* Task goal *
Would you go through the records below and copy each line with the string "routing"?

* Data supplied *
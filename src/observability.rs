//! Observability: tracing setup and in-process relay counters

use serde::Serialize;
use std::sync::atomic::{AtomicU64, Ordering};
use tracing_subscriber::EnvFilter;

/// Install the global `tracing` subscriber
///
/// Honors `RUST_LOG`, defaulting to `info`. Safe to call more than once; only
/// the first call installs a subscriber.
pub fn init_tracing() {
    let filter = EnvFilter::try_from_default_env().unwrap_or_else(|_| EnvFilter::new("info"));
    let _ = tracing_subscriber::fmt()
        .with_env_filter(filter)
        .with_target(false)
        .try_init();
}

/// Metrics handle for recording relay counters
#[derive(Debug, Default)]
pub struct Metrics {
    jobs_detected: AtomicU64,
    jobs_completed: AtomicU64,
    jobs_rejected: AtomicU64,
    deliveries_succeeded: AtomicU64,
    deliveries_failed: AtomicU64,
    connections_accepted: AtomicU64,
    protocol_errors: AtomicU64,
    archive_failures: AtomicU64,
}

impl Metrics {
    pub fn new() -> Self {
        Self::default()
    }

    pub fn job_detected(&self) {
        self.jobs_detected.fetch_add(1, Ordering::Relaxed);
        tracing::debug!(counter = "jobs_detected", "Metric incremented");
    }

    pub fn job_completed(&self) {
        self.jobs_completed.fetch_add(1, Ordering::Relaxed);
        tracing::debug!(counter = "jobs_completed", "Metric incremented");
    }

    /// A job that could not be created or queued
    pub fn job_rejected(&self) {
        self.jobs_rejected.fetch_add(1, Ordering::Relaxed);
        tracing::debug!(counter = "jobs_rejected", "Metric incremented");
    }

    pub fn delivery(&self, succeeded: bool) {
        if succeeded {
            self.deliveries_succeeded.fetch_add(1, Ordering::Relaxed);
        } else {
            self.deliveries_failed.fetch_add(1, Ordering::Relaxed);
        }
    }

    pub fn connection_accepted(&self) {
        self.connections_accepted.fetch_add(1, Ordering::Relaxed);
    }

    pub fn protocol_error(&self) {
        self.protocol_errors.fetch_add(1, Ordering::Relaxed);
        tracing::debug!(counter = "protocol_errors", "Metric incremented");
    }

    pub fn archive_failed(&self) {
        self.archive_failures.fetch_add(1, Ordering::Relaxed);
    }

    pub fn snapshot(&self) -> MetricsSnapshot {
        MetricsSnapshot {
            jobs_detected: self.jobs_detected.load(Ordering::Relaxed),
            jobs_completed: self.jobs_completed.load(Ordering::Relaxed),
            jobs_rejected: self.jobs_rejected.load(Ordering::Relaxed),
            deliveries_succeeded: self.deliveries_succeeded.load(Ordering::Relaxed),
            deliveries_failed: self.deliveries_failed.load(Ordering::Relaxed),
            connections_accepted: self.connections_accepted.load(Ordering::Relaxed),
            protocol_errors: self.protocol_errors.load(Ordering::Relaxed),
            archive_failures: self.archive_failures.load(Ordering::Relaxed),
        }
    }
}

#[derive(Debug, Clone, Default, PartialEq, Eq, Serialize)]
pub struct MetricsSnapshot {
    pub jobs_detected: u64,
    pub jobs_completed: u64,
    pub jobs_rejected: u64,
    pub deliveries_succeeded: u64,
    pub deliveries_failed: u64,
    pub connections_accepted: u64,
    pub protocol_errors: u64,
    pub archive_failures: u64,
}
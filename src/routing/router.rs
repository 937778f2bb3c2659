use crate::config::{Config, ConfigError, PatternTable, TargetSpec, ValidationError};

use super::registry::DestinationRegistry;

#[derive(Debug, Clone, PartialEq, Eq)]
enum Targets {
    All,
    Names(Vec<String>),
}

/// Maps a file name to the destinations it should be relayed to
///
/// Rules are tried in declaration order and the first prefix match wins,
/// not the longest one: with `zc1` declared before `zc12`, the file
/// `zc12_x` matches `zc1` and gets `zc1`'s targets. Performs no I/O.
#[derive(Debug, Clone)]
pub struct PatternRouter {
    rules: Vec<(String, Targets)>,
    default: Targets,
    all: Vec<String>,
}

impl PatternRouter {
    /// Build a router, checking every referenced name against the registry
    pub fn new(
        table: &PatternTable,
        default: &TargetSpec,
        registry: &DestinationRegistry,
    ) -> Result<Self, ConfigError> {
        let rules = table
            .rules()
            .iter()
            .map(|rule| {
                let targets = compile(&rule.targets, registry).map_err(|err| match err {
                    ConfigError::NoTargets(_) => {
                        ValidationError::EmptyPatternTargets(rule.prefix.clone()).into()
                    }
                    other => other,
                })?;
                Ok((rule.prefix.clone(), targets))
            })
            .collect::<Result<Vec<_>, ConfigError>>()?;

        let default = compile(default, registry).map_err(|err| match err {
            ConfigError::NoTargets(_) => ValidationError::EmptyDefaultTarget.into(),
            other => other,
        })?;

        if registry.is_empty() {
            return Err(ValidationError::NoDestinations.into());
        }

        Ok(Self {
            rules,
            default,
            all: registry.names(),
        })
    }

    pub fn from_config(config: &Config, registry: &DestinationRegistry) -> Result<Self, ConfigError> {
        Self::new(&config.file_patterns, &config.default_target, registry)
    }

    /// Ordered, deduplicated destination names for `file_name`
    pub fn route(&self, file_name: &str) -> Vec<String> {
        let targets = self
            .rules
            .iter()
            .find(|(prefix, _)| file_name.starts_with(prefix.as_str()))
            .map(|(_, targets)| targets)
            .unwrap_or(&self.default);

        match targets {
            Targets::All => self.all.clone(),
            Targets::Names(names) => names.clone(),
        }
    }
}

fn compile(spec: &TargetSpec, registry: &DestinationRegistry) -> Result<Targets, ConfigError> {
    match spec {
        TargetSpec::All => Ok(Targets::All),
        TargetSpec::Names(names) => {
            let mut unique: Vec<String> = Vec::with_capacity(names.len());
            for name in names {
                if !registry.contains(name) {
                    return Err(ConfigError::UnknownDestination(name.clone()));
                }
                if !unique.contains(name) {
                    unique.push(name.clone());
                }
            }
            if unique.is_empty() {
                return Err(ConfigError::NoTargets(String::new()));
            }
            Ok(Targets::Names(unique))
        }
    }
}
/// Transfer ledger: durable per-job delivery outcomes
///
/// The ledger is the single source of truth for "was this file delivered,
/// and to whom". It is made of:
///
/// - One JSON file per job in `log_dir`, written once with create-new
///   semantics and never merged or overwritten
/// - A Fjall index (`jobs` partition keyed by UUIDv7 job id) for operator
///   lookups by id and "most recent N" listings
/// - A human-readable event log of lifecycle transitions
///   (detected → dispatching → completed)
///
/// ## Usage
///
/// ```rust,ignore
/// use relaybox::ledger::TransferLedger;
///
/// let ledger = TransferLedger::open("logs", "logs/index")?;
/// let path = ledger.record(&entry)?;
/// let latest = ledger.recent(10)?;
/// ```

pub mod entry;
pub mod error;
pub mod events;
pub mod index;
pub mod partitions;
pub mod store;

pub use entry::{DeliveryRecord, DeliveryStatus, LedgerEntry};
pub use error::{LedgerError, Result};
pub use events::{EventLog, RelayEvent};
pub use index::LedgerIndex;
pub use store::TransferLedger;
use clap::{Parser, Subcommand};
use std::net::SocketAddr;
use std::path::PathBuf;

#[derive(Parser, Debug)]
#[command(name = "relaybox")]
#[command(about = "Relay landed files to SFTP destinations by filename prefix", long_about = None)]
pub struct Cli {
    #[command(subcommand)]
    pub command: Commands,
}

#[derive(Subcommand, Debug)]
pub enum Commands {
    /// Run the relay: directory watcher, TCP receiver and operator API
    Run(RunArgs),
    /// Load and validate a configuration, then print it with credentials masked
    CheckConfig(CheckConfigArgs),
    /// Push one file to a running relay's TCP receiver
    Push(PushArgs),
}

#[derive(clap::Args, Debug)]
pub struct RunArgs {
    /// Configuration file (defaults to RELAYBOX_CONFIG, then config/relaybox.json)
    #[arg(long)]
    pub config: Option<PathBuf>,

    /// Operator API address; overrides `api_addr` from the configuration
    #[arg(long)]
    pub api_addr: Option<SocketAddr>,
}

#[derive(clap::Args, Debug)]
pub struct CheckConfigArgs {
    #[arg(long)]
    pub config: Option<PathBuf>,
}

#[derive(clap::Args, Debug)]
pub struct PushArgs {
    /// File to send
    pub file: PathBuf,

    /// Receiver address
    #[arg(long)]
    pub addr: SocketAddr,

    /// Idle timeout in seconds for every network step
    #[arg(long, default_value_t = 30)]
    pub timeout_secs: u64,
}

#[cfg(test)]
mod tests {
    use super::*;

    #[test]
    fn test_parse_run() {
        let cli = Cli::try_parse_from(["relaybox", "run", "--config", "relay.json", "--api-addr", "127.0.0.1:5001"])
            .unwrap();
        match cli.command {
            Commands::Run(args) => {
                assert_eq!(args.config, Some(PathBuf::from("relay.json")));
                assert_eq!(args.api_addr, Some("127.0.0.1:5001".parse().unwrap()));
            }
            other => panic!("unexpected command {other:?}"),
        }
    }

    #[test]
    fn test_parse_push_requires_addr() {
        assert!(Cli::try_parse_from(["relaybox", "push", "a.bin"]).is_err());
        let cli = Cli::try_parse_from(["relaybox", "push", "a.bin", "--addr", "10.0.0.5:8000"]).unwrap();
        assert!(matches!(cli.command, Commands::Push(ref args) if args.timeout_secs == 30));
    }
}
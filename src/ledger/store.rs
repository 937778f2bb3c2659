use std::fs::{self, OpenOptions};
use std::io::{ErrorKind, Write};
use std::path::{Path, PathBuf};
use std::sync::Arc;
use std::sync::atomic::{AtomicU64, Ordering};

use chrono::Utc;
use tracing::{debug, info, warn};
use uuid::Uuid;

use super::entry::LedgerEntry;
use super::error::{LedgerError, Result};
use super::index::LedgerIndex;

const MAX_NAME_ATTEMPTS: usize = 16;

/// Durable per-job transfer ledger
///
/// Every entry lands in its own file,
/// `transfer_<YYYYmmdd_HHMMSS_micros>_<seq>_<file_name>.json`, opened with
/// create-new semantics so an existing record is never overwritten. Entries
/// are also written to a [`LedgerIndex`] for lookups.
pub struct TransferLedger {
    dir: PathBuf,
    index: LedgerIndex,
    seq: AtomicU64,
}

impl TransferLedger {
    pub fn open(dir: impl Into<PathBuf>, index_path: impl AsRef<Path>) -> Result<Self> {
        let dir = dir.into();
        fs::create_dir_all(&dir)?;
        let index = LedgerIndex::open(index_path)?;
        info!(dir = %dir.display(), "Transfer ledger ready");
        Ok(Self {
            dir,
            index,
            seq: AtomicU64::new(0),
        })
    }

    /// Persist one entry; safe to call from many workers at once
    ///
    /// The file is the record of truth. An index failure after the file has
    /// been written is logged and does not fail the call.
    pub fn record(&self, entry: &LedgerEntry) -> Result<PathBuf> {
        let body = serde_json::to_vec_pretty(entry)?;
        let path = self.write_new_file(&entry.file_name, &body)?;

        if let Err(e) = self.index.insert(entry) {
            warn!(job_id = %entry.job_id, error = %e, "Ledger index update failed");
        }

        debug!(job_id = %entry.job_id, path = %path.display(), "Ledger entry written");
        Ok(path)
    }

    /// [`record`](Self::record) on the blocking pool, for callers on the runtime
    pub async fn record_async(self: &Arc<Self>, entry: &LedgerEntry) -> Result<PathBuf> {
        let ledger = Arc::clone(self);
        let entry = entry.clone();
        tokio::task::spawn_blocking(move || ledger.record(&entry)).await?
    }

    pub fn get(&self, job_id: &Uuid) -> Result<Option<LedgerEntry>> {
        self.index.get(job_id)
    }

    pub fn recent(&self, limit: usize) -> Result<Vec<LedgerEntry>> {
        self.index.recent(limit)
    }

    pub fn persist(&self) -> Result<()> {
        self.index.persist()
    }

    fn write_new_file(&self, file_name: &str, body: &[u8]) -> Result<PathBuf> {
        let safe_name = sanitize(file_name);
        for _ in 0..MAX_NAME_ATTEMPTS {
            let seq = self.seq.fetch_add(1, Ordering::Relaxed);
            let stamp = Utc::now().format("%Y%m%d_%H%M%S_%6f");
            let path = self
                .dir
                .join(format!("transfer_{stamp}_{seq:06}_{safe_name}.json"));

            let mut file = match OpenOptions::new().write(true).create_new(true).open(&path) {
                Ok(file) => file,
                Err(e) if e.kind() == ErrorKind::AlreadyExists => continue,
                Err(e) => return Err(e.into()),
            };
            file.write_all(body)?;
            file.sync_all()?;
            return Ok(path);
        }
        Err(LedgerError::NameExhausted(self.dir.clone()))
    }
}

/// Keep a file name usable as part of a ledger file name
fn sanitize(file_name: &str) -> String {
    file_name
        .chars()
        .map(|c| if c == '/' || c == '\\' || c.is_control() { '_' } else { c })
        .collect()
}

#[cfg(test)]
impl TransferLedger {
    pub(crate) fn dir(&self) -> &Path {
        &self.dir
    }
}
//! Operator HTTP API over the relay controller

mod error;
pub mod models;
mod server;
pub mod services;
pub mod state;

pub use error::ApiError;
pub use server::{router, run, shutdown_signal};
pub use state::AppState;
---
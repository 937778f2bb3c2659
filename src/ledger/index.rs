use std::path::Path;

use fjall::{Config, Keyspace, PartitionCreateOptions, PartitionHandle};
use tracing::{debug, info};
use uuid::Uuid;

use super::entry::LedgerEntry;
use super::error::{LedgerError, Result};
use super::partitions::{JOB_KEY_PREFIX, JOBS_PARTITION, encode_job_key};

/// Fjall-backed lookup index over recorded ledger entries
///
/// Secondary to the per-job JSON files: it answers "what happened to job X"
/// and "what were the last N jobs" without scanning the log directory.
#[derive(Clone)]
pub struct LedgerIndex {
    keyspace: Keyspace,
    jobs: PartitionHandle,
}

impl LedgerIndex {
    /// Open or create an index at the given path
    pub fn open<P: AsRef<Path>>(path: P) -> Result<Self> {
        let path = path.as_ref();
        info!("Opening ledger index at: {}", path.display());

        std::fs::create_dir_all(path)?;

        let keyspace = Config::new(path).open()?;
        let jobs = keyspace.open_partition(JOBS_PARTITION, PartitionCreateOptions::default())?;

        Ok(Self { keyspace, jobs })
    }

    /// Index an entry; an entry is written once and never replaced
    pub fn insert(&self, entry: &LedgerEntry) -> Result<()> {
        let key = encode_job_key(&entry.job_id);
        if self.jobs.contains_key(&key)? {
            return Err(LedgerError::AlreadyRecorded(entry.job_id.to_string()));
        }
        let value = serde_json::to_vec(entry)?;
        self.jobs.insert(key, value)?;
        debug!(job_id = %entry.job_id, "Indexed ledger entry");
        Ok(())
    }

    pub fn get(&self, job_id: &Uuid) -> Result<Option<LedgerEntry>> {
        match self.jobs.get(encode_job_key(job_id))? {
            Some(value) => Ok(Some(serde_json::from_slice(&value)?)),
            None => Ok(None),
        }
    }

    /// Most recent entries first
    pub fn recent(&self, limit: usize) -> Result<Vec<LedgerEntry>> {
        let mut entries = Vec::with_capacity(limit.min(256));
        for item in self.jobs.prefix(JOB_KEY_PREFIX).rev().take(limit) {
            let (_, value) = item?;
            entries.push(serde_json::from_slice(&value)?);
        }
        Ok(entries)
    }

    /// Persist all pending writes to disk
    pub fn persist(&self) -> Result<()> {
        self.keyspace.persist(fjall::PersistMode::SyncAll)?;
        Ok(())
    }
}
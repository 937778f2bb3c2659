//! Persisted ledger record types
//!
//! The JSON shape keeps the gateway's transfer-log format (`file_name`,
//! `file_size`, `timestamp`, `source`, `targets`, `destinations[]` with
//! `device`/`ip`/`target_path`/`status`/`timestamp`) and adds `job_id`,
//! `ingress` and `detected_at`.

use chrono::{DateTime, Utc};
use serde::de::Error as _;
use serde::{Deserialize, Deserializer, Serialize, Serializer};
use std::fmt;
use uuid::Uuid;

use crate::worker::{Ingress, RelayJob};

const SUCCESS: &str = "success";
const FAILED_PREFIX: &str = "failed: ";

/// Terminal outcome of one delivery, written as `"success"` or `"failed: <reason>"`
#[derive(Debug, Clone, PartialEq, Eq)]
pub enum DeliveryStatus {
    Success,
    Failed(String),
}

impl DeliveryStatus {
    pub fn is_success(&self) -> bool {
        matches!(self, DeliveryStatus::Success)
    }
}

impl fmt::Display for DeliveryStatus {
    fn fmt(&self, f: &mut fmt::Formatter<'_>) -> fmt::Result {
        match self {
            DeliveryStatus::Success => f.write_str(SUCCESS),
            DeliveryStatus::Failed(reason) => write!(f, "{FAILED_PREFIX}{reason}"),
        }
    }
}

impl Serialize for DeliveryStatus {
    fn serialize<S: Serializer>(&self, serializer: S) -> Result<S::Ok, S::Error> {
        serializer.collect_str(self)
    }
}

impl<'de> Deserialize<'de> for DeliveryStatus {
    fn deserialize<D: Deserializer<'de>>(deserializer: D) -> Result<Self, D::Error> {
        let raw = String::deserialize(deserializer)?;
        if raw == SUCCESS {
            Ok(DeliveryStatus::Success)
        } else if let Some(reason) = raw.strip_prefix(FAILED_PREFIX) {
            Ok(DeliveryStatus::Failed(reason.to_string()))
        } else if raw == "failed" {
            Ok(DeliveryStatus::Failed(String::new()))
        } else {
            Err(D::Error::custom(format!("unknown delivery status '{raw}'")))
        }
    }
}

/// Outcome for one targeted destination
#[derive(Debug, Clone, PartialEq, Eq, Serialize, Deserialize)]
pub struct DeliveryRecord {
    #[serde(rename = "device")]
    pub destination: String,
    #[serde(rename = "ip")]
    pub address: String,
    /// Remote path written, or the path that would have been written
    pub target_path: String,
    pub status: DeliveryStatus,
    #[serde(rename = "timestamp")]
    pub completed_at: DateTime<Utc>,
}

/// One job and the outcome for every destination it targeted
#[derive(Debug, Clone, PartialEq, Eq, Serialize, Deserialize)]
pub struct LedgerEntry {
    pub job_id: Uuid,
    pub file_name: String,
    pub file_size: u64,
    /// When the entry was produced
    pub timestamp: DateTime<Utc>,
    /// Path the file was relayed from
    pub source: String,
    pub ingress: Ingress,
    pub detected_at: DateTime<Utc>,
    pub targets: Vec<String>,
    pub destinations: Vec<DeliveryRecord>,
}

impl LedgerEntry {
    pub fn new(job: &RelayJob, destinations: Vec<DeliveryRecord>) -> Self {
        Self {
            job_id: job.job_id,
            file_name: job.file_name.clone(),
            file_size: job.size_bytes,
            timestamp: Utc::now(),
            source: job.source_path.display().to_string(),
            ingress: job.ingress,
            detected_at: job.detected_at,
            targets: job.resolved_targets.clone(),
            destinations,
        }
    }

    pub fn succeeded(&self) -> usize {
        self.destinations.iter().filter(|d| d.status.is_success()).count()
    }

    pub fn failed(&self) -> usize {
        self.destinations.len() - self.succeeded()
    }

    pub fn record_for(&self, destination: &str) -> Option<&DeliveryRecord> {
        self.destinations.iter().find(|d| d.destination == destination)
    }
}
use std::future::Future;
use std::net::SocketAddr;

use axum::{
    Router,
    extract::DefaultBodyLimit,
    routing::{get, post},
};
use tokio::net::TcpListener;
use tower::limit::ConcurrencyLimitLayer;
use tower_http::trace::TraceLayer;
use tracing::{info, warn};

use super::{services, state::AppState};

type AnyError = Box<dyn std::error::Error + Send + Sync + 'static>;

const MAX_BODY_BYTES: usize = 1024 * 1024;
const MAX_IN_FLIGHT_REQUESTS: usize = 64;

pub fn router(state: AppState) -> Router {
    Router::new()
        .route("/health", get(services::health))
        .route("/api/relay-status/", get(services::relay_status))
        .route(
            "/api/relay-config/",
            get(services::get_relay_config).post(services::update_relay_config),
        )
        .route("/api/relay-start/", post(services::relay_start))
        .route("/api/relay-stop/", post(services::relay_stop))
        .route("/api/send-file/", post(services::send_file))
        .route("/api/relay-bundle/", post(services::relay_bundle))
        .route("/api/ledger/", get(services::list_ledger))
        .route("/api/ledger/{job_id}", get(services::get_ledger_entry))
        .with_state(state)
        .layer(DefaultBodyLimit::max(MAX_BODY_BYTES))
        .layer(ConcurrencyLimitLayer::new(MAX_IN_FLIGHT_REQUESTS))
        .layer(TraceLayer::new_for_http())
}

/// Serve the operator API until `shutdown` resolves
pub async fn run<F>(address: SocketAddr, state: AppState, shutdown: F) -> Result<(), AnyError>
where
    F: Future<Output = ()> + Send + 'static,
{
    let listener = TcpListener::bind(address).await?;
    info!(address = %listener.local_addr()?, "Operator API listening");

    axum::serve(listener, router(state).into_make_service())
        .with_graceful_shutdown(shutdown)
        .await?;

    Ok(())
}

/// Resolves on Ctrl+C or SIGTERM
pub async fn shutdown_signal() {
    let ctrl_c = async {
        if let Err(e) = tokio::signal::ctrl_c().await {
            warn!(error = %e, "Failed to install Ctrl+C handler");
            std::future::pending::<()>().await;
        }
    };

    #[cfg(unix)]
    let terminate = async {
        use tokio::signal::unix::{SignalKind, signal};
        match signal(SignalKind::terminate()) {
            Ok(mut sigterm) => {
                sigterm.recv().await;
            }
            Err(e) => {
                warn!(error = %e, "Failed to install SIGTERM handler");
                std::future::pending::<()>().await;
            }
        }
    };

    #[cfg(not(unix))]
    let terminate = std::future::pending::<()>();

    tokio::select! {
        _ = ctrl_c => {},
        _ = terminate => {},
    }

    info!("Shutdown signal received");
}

* Output for this exercise *
filename src/routing/router.rs
    routing::{get, post},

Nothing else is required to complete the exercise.